- Title: Fazīl Lahorī Aftāb-i-Panjāb

Personal life
- Born: c. 1580 Sialkot, Punjab, Mughal Empire
- Died: 1656 Sialkot, Punjab, Mughal Empire
- Era: Mughal India
- Main interest(s): Islamic Law, Islamic philosophy, Islamic metaphysics

Religious life
- Religion: Islam
- Denomination: Sunni
- Jurisprudence: Hanafi

= Abdul Hakim Sialkoti =

Muslim scholar

Abdul Hakim Sialkoti (ملا عبدالحکیم سیالکوٹی; c. 1580 – 1656) was a Mughal-era Punjabi Muslim Islamic scholar, philosopher, theologian and metaphysician.

==Biography==
Abdul Hakim Sialkoti was born in 988 AH/c. 1580 during the reign of Mughal Emperor Akbar into a weaver family from Sialkot. He was the son of Shaykh Shams al-Dīn, a religious scholar. Abdul Hakim received his early education from his father, and then studied under the renowned religious scholar of his time, Shaykh Kamāl al-Dīn (d. 1017 AH/ 1608), who was also the teacher of another well-known theologian, Ahmad Sirhindi. In his later life, Sialkoti became a disciple of Sirhindi as well.
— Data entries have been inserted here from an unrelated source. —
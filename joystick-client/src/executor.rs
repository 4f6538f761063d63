//! Shared request execution for both endpoints.

use crate::transport::{ApiRequest, HttpMethod, HttpSender};
use joystick_core::{ApiError, ClientConfig, JoystickError, JoystickResult, ValidationError};
use reqwest::Url;
use serde::Serialize;
use serde_json::Value;
use std::sync::Arc;
use tracing::debug;

pub(crate) const API_KEY_HEADER: &str = "x-api-key";
const REQUEST_BODY_FIELD: &str = "request body";

/// Sends JSON requests and interprets the status and body of the response.
#[derive(Clone)]
pub(crate) struct RequestExecutor {
    config: Arc<ClientConfig>,
    sender: Arc<dyn HttpSender>,
}

impl RequestExecutor {
    pub(crate) fn new(config: Arc<ClientConfig>, sender: Arc<dyn HttpSender>) -> Self {
        Self { config, sender }
    }

    pub(crate) fn config(&self) -> &ClientConfig {
        &self.config
    }

    /// Send `body` as JSON and decode the 200 response body.
    ///
    /// Transport errors pass through untouched. Any status other than 200
    /// becomes an [`ApiError`] carrying the body text.
    pub(crate) async fn execute<B: Serialize + ?Sized>(
        &self,
        method: HttpMethod,
        url: Url,
        body: &B,
    ) -> JoystickResult<Value> {
        let encoded =
            serde_json::to_vec(body).map_err(|e| ValidationError::NotJsonEncodable {
                field: REQUEST_BODY_FIELD.to_string(),
                reason: e.to_string(),
            })?;

        let request = ApiRequest::new(method, url)
            .with_header("Content-Type", "application/json")
            .with_header(API_KEY_HEADER, self.config.api_key())
            .with_body(encoded);

        debug!(method = %request.method, url = %request.url, "sending Joystick request");
        let response = self
            .sender
            .send(request)
            .await
            .map_err(JoystickError::Transport)?;
        debug!(status = response.status, "received Joystick response");

        if response.status != 200 {
            return Err(ApiError::from_status(response.status, response.body_text()).into());
        }

        serde_json::from_slice(&response.body).map_err(|e| {
            ApiError::MalformedResponse {
                reason: e.to_string(),
            }
            .into()
        })
    }
}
During the reign of Akbar, Sialkoti taught in Lahore where he came to be known as Fazīl Lahorī.
He had two notable class fellows, Ahmad Sirhindi and Nawab Sa'dullah Khan. When Sa'dullah Khan was appointed as vizier of Emperor Shah Jahān, Sialkoti was introduced to the emperor by the former who ordered him to be sent for. He became the most influential scholar in the imperial court, and taught in the imperial madrassa in Delhi. Sialkoti was weighed in gold twice by Shah Jahān. He was the one who introduced the Persian philosopher Mulla Sadra in the Subcontinent, and his fame reached as far as Ottoman Empire already during his lifetime.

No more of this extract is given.